• _Problem description_
What lines in the records below contain the string "point"? Copy every one.

Saved entries:
------------------------------------------------------------
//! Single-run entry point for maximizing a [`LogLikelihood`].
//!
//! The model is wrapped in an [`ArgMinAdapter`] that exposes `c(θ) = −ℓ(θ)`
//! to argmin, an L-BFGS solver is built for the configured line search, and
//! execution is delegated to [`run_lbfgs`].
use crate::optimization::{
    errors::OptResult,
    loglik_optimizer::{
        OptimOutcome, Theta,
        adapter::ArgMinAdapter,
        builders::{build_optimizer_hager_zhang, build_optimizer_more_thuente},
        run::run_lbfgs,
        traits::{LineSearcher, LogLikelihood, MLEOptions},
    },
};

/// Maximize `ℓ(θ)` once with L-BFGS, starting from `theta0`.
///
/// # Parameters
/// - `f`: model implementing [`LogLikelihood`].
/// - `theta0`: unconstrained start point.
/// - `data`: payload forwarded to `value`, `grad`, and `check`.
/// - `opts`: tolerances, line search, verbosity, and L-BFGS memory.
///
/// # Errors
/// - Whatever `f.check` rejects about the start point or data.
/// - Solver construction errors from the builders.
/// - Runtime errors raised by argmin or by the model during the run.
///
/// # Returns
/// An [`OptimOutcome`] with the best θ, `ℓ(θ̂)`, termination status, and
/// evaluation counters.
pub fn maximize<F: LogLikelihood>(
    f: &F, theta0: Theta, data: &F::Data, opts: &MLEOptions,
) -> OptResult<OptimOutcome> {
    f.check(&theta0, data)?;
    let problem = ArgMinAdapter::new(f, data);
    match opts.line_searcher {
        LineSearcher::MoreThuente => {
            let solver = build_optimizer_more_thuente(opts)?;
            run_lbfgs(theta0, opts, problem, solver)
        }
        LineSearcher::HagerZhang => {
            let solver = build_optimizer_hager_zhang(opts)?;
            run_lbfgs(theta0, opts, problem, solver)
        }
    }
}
------------------------------------------------------------
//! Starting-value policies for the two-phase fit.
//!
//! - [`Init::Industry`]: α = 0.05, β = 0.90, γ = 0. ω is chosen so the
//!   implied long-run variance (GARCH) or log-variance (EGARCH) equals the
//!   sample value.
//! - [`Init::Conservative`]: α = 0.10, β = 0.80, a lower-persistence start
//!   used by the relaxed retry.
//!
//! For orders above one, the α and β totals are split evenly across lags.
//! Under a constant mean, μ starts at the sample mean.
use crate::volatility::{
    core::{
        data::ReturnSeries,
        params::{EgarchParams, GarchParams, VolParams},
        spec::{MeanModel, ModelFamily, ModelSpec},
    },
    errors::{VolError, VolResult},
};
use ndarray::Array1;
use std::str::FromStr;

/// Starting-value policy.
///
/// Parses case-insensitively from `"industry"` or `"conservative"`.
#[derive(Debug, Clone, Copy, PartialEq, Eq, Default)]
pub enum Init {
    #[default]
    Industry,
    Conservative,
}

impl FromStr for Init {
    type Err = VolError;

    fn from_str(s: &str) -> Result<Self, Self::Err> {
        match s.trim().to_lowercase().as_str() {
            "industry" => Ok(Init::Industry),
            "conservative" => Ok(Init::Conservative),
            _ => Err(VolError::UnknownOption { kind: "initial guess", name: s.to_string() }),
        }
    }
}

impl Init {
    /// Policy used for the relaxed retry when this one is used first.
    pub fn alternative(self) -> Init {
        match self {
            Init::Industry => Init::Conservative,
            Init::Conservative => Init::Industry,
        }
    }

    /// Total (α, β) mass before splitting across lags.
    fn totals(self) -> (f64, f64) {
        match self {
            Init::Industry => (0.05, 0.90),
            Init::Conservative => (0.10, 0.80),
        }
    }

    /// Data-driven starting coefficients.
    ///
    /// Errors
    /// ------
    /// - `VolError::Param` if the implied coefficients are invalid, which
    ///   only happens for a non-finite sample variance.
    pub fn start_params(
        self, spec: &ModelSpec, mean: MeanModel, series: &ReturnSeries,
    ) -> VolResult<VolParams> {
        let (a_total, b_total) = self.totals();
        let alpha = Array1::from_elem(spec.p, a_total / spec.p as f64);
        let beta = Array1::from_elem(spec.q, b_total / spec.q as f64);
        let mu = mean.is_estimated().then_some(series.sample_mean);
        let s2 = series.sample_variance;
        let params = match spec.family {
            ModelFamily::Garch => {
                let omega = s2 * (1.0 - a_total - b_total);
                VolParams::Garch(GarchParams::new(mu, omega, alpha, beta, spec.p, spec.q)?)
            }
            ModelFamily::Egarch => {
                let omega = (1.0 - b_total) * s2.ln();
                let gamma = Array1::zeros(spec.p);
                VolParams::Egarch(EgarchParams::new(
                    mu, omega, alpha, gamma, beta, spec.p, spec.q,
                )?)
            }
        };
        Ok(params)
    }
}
------------------------------------------------------------
• _Answer space_
//! Single-run entry point for maximizing a [`LogLikelihood`].
/// - `theta0`: unconstrained start point.
/// - Whatever `f.check` rejects about the start point or data.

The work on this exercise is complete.